→ SUPPLIED DATA:
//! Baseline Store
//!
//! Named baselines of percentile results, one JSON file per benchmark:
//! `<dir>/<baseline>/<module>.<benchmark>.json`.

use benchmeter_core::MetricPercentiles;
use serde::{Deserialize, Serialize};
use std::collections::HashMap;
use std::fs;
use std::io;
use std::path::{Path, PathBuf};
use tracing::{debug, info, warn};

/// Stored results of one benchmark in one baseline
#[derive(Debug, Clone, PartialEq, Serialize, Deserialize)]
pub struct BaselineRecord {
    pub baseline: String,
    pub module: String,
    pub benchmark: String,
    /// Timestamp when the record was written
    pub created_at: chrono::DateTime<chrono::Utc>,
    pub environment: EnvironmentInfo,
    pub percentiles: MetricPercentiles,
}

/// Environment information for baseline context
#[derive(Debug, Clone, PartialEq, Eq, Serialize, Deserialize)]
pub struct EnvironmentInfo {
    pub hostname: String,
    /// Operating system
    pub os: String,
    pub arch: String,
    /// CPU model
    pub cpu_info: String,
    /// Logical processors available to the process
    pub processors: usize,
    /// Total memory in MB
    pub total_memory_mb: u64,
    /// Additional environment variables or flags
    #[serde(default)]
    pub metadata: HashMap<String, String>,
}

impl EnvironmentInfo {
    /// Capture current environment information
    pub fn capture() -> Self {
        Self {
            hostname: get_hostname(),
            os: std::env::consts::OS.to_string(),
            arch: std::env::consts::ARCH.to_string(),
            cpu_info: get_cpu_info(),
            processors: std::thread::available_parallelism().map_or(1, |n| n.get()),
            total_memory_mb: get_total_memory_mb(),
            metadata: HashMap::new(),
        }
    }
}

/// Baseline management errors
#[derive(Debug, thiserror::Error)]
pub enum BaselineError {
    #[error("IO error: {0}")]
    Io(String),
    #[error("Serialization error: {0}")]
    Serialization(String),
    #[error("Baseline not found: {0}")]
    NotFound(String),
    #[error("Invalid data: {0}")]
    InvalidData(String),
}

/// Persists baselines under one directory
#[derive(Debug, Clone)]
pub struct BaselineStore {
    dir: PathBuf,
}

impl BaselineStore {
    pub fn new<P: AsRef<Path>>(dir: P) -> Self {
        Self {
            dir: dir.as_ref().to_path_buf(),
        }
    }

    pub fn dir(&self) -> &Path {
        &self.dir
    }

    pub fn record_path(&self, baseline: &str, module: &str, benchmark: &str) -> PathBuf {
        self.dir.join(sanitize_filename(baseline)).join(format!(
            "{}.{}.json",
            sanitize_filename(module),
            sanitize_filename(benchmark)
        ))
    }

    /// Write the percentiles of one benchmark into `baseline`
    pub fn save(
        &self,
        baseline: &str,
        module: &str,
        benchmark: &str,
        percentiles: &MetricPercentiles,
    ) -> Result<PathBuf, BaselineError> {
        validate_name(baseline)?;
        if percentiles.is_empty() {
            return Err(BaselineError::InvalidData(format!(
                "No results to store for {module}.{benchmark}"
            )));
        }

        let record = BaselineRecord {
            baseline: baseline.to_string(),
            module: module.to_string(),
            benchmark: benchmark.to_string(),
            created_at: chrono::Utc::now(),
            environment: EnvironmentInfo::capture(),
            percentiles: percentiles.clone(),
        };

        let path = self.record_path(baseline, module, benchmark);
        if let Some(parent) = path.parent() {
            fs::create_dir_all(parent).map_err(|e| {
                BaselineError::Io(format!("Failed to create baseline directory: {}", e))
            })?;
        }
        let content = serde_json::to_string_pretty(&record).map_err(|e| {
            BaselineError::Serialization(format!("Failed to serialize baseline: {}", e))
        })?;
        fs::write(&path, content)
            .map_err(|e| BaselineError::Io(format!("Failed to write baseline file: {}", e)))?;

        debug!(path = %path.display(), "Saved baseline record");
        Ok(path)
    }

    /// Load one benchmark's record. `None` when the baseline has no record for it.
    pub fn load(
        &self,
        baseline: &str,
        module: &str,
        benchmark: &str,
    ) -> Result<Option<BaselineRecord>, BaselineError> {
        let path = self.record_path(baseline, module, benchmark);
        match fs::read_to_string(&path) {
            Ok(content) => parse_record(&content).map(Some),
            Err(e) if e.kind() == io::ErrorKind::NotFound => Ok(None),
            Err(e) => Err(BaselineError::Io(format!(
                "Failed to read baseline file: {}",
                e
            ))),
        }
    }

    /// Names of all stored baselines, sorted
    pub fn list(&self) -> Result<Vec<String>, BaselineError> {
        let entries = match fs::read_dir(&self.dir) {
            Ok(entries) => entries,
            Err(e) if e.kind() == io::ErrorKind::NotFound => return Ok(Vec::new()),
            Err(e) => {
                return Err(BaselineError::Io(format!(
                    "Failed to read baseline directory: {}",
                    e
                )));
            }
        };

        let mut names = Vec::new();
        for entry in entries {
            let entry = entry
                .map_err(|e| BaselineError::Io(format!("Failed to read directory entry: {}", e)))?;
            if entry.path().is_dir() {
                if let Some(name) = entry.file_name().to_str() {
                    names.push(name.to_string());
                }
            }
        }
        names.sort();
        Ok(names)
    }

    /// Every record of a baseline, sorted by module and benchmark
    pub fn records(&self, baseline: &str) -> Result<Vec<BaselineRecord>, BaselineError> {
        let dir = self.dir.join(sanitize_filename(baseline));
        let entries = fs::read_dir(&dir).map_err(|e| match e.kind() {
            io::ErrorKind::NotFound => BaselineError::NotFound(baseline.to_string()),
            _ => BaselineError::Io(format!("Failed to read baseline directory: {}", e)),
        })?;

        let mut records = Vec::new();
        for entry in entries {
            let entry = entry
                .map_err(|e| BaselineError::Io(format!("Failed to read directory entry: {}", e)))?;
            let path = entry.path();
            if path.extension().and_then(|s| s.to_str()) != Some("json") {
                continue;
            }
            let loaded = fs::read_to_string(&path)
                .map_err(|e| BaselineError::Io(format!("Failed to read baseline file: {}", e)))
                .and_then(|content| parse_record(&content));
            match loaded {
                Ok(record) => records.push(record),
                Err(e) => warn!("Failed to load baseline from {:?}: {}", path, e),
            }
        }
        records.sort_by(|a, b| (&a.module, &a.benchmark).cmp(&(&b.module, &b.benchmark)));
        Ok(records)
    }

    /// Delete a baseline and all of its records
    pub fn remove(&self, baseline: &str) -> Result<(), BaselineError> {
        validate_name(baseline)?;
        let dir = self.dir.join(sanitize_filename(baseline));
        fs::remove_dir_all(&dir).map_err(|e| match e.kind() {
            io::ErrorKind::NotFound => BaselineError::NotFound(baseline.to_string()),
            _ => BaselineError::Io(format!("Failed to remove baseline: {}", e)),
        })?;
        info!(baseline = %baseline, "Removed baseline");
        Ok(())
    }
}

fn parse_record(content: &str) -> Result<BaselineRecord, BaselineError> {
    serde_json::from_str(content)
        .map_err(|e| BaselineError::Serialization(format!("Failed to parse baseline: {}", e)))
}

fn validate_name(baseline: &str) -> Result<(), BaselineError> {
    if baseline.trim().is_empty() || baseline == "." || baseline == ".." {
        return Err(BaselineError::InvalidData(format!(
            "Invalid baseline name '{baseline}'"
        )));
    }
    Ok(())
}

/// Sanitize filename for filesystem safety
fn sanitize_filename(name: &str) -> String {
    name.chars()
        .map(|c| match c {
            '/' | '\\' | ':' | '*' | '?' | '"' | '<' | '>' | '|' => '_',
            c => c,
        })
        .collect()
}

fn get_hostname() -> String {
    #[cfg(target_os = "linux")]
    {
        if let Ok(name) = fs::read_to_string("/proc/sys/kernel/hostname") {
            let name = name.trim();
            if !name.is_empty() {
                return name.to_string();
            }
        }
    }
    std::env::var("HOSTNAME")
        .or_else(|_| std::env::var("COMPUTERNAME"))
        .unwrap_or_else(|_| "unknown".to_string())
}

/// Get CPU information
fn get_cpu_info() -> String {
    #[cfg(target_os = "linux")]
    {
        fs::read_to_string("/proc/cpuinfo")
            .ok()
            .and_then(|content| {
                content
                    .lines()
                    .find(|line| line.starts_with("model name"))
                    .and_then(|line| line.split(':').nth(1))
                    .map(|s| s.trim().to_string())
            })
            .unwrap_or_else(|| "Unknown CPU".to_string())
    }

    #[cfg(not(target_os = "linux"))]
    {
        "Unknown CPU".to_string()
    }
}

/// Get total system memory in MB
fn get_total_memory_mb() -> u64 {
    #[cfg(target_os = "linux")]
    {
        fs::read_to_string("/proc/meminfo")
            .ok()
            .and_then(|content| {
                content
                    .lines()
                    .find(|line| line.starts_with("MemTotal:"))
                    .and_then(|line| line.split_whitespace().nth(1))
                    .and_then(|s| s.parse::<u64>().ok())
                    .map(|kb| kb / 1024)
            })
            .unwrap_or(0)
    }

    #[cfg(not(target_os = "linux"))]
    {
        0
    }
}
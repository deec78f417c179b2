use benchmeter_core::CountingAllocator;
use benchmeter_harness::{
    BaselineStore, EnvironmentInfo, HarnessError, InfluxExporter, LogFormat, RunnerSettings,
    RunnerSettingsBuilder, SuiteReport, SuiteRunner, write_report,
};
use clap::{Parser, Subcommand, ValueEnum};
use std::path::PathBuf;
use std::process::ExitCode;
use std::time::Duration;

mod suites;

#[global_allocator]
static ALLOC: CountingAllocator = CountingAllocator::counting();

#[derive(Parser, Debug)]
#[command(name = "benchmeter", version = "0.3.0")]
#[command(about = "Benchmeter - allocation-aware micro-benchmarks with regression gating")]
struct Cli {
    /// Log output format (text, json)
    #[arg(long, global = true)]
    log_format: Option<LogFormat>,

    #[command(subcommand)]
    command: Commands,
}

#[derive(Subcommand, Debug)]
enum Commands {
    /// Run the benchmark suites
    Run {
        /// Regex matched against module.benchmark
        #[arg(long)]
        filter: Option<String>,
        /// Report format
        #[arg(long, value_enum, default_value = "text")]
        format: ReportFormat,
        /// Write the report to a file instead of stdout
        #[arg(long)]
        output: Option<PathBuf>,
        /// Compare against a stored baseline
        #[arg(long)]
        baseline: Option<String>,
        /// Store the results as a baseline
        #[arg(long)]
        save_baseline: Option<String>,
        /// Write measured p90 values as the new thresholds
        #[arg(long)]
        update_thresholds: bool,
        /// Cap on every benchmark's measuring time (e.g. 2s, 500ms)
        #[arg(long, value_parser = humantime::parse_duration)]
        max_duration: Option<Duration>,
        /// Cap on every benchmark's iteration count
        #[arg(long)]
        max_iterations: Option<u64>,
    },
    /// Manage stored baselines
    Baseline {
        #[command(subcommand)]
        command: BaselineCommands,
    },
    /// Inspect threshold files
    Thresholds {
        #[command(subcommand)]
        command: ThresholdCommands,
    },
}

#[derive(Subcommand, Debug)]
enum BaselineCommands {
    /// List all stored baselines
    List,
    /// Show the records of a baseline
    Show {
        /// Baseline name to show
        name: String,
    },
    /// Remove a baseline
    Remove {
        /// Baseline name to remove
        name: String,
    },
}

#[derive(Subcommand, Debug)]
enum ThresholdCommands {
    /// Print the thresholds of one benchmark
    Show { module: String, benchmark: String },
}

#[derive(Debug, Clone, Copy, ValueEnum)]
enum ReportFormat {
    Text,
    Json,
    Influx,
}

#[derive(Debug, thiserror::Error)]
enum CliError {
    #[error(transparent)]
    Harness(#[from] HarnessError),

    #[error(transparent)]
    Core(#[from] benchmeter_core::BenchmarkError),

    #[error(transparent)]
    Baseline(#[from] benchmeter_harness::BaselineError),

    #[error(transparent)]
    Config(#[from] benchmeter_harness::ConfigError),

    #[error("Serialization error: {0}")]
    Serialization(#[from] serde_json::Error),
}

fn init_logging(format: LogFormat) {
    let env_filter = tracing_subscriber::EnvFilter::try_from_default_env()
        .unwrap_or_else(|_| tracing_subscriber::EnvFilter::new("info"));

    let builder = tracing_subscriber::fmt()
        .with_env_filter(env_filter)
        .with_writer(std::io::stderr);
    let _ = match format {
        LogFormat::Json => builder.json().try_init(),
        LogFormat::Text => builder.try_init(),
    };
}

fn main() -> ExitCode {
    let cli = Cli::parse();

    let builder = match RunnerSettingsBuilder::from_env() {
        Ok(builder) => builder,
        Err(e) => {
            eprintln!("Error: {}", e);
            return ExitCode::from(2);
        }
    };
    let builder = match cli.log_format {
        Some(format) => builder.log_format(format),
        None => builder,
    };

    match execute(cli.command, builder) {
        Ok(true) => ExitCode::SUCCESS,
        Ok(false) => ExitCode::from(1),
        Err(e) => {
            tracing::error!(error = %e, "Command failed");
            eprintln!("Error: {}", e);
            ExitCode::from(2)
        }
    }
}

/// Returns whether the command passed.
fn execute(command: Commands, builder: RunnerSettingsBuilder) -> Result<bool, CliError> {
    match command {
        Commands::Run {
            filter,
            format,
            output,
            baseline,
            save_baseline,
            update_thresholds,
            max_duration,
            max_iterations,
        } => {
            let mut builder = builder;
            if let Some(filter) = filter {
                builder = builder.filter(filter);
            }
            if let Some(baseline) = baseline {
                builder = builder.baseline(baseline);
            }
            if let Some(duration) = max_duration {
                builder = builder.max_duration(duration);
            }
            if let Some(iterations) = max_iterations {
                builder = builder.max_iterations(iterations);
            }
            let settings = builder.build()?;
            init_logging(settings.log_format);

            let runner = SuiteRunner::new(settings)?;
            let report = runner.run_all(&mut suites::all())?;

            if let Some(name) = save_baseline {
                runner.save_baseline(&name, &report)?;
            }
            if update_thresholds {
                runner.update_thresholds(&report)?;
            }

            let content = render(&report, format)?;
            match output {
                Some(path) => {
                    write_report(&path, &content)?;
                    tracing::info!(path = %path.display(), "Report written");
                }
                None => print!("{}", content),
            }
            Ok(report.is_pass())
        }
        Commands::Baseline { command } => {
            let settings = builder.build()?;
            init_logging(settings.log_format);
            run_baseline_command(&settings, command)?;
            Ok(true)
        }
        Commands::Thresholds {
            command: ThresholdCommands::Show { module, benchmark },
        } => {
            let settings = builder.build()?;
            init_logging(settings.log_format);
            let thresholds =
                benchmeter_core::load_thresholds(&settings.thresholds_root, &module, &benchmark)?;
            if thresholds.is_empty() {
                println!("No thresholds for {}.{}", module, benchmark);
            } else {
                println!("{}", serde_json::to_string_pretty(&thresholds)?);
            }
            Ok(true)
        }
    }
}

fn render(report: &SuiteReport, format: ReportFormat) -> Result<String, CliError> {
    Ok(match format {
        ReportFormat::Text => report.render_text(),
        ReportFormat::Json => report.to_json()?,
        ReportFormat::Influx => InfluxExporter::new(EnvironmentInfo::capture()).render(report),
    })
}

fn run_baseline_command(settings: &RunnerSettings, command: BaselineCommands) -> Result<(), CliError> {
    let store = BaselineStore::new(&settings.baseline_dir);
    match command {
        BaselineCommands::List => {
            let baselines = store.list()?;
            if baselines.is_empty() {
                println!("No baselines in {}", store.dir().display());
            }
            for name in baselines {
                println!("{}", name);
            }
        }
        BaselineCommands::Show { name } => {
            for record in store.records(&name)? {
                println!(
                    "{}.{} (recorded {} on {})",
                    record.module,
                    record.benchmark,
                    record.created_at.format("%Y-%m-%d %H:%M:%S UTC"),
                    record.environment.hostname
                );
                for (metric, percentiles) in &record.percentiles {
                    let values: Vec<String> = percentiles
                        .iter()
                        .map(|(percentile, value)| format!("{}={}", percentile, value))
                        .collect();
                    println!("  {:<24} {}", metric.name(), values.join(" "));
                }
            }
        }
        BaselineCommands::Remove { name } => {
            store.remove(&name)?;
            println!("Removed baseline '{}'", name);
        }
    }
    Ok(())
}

→ TASK DIRECTIONS:
From the records above, return each line that includes "ExitCode".

→ EXERCISE RESPONSE:
use std::process::ExitCode;
fn main() -> ExitCode {
            return ExitCode::from(2);
        Ok(true) => ExitCode::SUCCESS,
        Ok(false) => ExitCode::from(1),
            ExitCode::from(2)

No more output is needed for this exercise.